=== Begin Enclosure ===

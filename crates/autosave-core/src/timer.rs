//! Per-target debounce timers.
//!
//! Each timer is a tokio task that sleeps for the quiescence interval and
//! then runs its callback. Cancelling aborts the task. Every armed timer gets
//! a fresh [`TimerId`], so a callback that was already queued when its timer
//! got replaced can recognise itself as stale.

use crate::document::DocumentId;
use std::collections::HashMap;
use std::future::Future;
use std::time::Duration;
use tokio::task::JoinHandle;
use tokio::time::Instant;

/// Stand-in deadline for intervals that overflow `Instant` (about 30 years).
const FAR_FUTURE: Duration = Duration::from_secs(86_400 * 365 * 30);

/// Identity of one armed timer.
///
/// Ids are never reused within a registry.
#[derive(Debug, Clone, Copy, PartialEq, Eq, Hash, PartialOrd, Ord)]
pub struct TimerId(u64);

#[derive(Debug)]
struct TimerHandle {
    id: TimerId,
    deadline: Instant,
    task: JoinHandle<()>,
}

/// Registry of pending debounce timers, at most one per target.
///
/// Not internally synchronized: the owner serializes access, which is what
/// makes [`postpone`](Self::postpone) a single step relative to fire
/// callbacks.
///
/// Must be used from within a tokio runtime.
///
/// # Examples
///
/// ```
/// use autosave_core::{DocumentId, TimerRegistry};
/// use std::time::Duration;
///
/// # #[tokio::main(flavor = "current_thread")]
/// # async fn main() {
/// let mut timers = TimerRegistry::new();
/// let doc = DocumentId::new(1);
///
/// let first = timers.arm(doc, Duration::from_secs(5), |_, _| async {});
/// assert!(first.is_some());
///
/// // Arming again is a no-op while a timer is pending
/// assert!(timers.arm(doc, Duration::from_secs(5), |_, _| async {}).is_none());
///
/// assert!(timers.cancel(doc));
/// assert!(!timers.is_pending(doc));
/// # }
/// ```
#[derive(Debug, Default)]
pub struct TimerRegistry {
    timers: HashMap<DocumentId, TimerHandle>,
    next_id: u64,
}

impl TimerRegistry {
    pub fn new() -> Self {
        Self::default()
    }

    /// Arms a timer for `target` unless one is already pending.
    ///
    /// After `interval` elapses with no intervening cancel or postpone,
    /// `on_fire(target, id)` runs exactly once on the runtime. Returns the id
    /// of the new timer, or `None` if `target` already had one.
    pub fn arm<F, Fut>(
        &mut self,
        target: DocumentId,
        interval: Duration,
        on_fire: F,
    ) -> Option<TimerId>
    where
        F: FnOnce(DocumentId, TimerId) -> Fut + Send + 'static,
        Fut: Future<Output = ()> + Send + 'static,
    {
        if self.timers.contains_key(&target) {
            return None;
        }
        Some(self.spawn(target, interval, on_fire))
    }

    /// Cancels the pending timer for `target`.
    ///
    /// Returns true if a timer was cancelled. Safe to call when none exists.
    pub fn cancel(&mut self, target: DocumentId) -> bool {
        match self.timers.remove(&target) {
            Some(timer) => {
                timer.task.abort();
                true
            }
            None => false,
        }
    }

    /// Cancels any pending timer for `target` and arms a fresh one, restarting
    /// the full interval.
    pub fn postpone<F, Fut>(
        &mut self,
        target: DocumentId,
        interval: Duration,
        on_fire: F,
    ) -> TimerId
    where
        F: FnOnce(DocumentId, TimerId) -> Fut + Send + 'static,
        Fut: Future<Output = ()> + Send + 'static,
    {
        self.cancel(target);
        self.spawn(target, interval, on_fire)
    }

    /// Returns true if `id` is the live timer for `target`.
    pub fn is_current(&self, target: DocumentId, id: TimerId) -> bool {
        self.timers.get(&target).is_some_and(|timer| timer.id == id)
    }

    /// Removes the entry for a timer whose callback is running.
    ///
    /// Unlike [`cancel`](Self::cancel) this does not abort the task, since the
    /// caller usually *is* that task. Returns false, and leaves the registry
    /// untouched, if `id` is not the live timer for `target`.
    pub fn complete(&mut self, target: DocumentId, id: TimerId) -> bool {
        if !self.is_current(target, id) {
            return false;
        }
        self.timers.remove(&target);
        true
    }

    /// Id of the pending timer for `target`.
    pub fn current(&self, target: DocumentId) -> Option<TimerId> {
        self.timers.get(&target).map(|timer| timer.id)
    }

    pub fn is_pending(&self, target: DocumentId) -> bool {
        self.timers.contains_key(&target)
    }

    /// When the pending timer for `target` is due to fire.
    pub fn deadline(&self, target: DocumentId) -> Option<Instant> {
        self.timers.get(&target).map(|timer| timer.deadline)
    }

    /// Targets with a pending timer, in ascending id order.
    pub fn targets(&self) -> Vec<DocumentId> {
        let mut targets: Vec<DocumentId> = self.timers.keys().copied().collect();
        targets.sort_unstable();
        targets
    }

    pub fn len(&self) -> usize {
        self.timers.len()
    }

    pub fn is_empty(&self) -> bool {
        self.timers.is_empty()
    }

    /// Cancels every pending timer. Returns how many were cancelled.
    pub fn cancel_all(&mut self) -> usize {
        let count = self.timers.len();
        for (_, timer) in self.timers.drain() {
            timer.task.abort();
        }
        count
    }

    fn spawn<F, Fut>(&mut self, target: DocumentId, interval: Duration, on_fire: F) -> TimerId
    where
        F: FnOnce(DocumentId, TimerId) -> Fut + Send + 'static,
        Fut: Future<Output = ()> + Send + 'static,
    {
        self.next_id += 1;
        let id = TimerId(self.next_id);
        let now = Instant::now();
        let deadline = now
            .checked_add(interval)
            .unwrap_or_else(|| now + FAR_FUTURE);

        let task = tokio::spawn(async move {
            tokio::time::sleep_until(deadline).await;
            on_fire(target, id).await;
        });

        let previous = self.timers.insert(target, TimerHandle { id, deadline, task });
        debug_assert!(
            previous.is_none(),
            "two live timers registered for {target}"
        );

        tracing::trace!("armed timer {:?} for {} ({:?})", id, target, interval);
        id
    }
}

impl Drop for TimerRegistry {
    fn drop(&mut self) {
        self.cancel_all();
    }
}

=== End Enclosure ===

What is required = Transcribe the material above in its entirety. Match it exactly.

Result of this task =
filename crates/autosave-core/src/timer.rs
//! Per-target debounce timers.
//!
//! Each timer is a tokio task that sleeps for the quiescence interval and
//! then runs its callback. Cancelling aborts the task. Every armed timer gets
//! a fresh [`TimerId`], so a callback that was already queued when its timer
//! got replaced can recognise itself as stale.

use crate::document::DocumentId;
use std::collections::HashMap;
use std::future::Future;
use std::time::Duration;
use tokio::task::JoinHandle;
use tokio::time::Instant;

/// Stand-in deadline for intervals that overflow `Instant` (about 30 years).
const FAR_FUTURE: Duration = Duration::from_secs(86_400 * 365 * 30);

/// Identity of one armed timer.
///
/// Ids are never reused within a registry.
#[derive(Debug, Clone, Copy, PartialEq, Eq, Hash, PartialOrd, Ord)]
pub struct TimerId(u64);

#[derive(Debug)]
struct TimerHandle {
    id: TimerId,
    deadline: Instant,
    task: JoinHandle<()>,
}

/// Registry of pending debounce timers, at most one per target.
///
/// Not internally synchronized: the owner serializes access, which is what
/// makes [`postpone`](Self::postpone) a single step relative to fire
/// callbacks.
///
/// Must be used from within a tokio runtime.
///
/// # Examples
///
/// ```
/// use autosave_core::{DocumentId, TimerRegistry};
/// use std::time::Duration;
///
/// # #[tokio::main(flavor = "current_thread")]
/// # async fn main() {
/// let mut timers = TimerRegistry::new();
/// let doc = DocumentId::new(1);
///
/// let first = timers.arm(doc, Duration::from_secs(5), |_, _| async {});
/// assert!(first.is_some());
///
/// // Arming again is a no-op while a timer is pending
/// assert!(timers.arm(doc, Duration::from_secs(5), |_, _| async {}).is_none());
///
/// assert!(timers.cancel(doc));
/// assert!(!timers.is_pending(doc));
/// # }
/// ```
#[derive(Debug, Default)]
pub struct TimerRegistry {
    timers: HashMap<DocumentId, TimerHandle>,
    next_id: u64,
}

impl TimerRegistry {
    pub fn new() -> Self {
        Self::default()
    }

    /// Arms a timer for `target` unless one is already pending.
    ///
    /// After `interval` elapses with no intervening cancel or postpone,
    /// `on_fire(target, id)` runs exactly once on the runtime. Returns the id
    /// of the new timer, or `None` if `target` already had one.
    pub fn arm<F, Fut>(
        &mut self,
        target: DocumentId,
        interval: Duration,
        on_fire: F,
    ) -> Option<TimerId>
    where
        F: FnOnce(DocumentId, TimerId) -> Fut + Send + 'static,
        Fut: Future<Output = ()> + Send + 'static,
    {
        if self.timers.contains_key(&target) {
            return None;
        }
        Some(self.spawn(target, interval, on_fire))
    }

    /// Cancels the pending timer for `target`.
    ///
    /// Returns true if a timer was cancelled. Safe to call when none exists.
    pub fn cancel(&mut self, target: DocumentId) -> bool {
        match self.timers.remove(&target) {
            Some(timer) => {
                timer.task.abort();
                true
            }
            None => false,
        }
    }

    /// Cancels any pending timer for `target` and arms a fresh one, restarting
    /// the full interval.
    pub fn postpone<F, Fut>(
        &mut self,
        target: DocumentId,
        interval: Duration,
        on_fire: F,
    ) -> TimerId
    where
        F: FnOnce(DocumentId, TimerId) -> Fut + Send + 'static,
        Fut: Future<Output = ()> + Send + 'static,
    {
        self.cancel(target);
        self.spawn(target, interval, on_fire)
    }

    /// Returns true if `id` is the live timer for `target`.
    pub fn is_current(&self, target: DocumentId, id: TimerId) -> bool {
        self.timers.get(&target).is_some_and(|timer| timer.id == id)
    }

    /// Removes the entry for a timer whose callback is running.
    ///
    /// Unlike [`cancel`](Self::cancel) this does not abort the task, since the
    /// caller usually *is* that task. Returns false, and leaves the registry
    /// untouched, if `id` is not the live timer for `target`.
    pub fn complete(&mut self, target: DocumentId, id: TimerId) -> bool {
        if !self.is_current(target, id) {
            return false;
        }
        self.timers.remove(&target);
        true
    }

    /// Id of the pending timer for `target`.
    pub fn current(&self, target: DocumentId) -> Option<TimerId> {
        self.timers.get(&target).map(|timer| timer.id)
    }

    pub fn is_pending(&self, target: DocumentId) -> bool {
        self.timers.contains_key(&target)
    }

    /// When the pending timer for `target` is due to fire.
    pub fn deadline(&self, target: DocumentId) -> Option<Instant> {
        self.timers.get(&target).map(|timer| timer.deadline)
    }

    /// Targets with a pending timer, in ascending id order.
    pub fn targets(&self) -> Vec<DocumentId> {
        let mut targets: Vec<DocumentId> = self.timers.keys().copied().collect();
        targets.sort_unstable();
        targets
    }

    pub fn len(&self) -> usize {
        self.timers.len()
    }

    pub fn is_empty(&self) -> bool {
        self.timers.is_empty()
    }

    /// Cancels every pending timer. Returns how many were cancelled.
    pub fn cancel_all(&mut self) -> usize {
        let count = self.timers.len();
        for (_, timer) in self.timers.drain() {
            timer.task.abort();
        }
        count
    }

    fn spawn<F, Fut>(&mut self, target: DocumentId, interval: Duration, on_fire: F) -> TimerId
    where
        F: FnOnce(DocumentId, TimerId) -> Fut + Send + 'static,
        Fut: Future<Output = ()> + Send + 'static,
    {
        self.next_id += 1;
        let id = TimerId(self.next_id);
        let now = Instant::now();
        let deadline = now
            .checked_add(interval)
            .unwrap_or_else(|| now + FAR_FUTURE);

        let task = tokio::spawn(async move {
            tokio::time::sleep_until(deadline).await;
            on_fire(target, id).await;
        });

        let previous = self.timers.insert(target, TimerHandle { id, deadline, task });
        debug_assert!(
            previous.is_none(),
            "two live timers registered for {target}"
        );

        tracing::trace!("armed timer {:?} for {} ({:?})", id, target, interval);
        id
    }
}

impl Drop for TimerRegistry {
    fn drop(&mut self) {
        self.cancel_all();
    }
}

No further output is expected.